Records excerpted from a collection
**********

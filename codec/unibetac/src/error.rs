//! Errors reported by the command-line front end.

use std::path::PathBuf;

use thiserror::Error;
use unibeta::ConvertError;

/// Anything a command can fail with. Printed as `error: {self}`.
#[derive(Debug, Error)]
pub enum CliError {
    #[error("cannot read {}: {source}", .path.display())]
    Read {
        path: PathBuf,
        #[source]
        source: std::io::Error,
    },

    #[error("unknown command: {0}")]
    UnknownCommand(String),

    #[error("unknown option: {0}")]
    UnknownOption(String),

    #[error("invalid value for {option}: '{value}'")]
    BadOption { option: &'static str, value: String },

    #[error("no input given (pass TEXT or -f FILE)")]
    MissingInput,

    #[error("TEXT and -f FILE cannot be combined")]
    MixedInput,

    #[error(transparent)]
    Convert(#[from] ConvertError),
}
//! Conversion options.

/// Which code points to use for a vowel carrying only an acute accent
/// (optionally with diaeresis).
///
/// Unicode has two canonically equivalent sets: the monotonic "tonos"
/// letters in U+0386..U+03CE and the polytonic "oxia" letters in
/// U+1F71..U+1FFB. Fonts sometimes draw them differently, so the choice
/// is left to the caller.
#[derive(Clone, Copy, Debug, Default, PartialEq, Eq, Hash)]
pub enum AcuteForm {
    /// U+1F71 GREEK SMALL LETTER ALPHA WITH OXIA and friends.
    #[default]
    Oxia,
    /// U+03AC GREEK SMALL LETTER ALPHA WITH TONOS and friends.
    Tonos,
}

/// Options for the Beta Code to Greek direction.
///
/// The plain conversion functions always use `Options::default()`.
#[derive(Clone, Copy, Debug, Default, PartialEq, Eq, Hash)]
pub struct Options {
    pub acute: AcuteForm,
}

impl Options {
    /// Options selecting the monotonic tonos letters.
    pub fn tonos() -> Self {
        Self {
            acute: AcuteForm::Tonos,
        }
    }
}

**********

[DESCRIPTION OF THE TASK]:
Write out all of the records word for word.

[SOLUTION]:
filename codec/unibetac/src/error.rs
//! Errors reported by the command-line front end.

use std::path::PathBuf;

use thiserror::Error;
use unibeta::ConvertError;

/// Anything a command can fail with. Printed as `error: {self}`.
#[derive(Debug, Error)]
pub enum CliError {
    #[error("cannot read {}: {source}", .path.display())]
    Read {
        path: PathBuf,
        #[source]
        source: std::io::Error,
    },

    #[error("unknown command: {0}")]
    UnknownCommand(String),

    #[error("unknown option: {0}")]
    UnknownOption(String),

    #[error("invalid value for {option}: '{value}'")]
    BadOption { option: &'static str, value: String },

    #[error("no input given (pass TEXT or -f FILE)")]
    MissingInput,

    #[error("TEXT and -f FILE cannot be combined")]
    MixedInput,

    #[error(transparent)]
    Convert(#[from] ConvertError),
}
//! Conversion options.

/// Which code points to use for a vowel carrying only an acute accent
/// (optionally with diaeresis).
///
/// Unicode has two canonically equivalent sets: the monotonic "tonos"
/// letters in U+0386..U+03CE and the polytonic "oxia" letters in
/// U+1F71..U+1FFB. Fonts sometimes draw them differently, so the choice
/// is left to the caller.
#[derive(Clone, Copy, Debug, Default, PartialEq, Eq, Hash)]
pub enum AcuteForm {
    /// U+1F71 GREEK SMALL LETTER ALPHA WITH OXIA and friends.
    #[default]
    Oxia,
    /// U+03AC GREEK SMALL LETTER ALPHA WITH TONOS and friends.
    Tonos,
}

/// Options for the Beta Code to Greek direction.
///
/// The plain conversion functions always use `Options::default()`.
#[derive(Clone, Copy, Debug, Default, PartialEq, Eq, Hash)]
pub struct Options {
    pub acute: AcuteForm,
}

impl Options {
    /// Options selecting the monotonic tonos letters.
    pub fn tonos() -> Self {
        Self {
            acute: AcuteForm::Tonos,
        }
    }
}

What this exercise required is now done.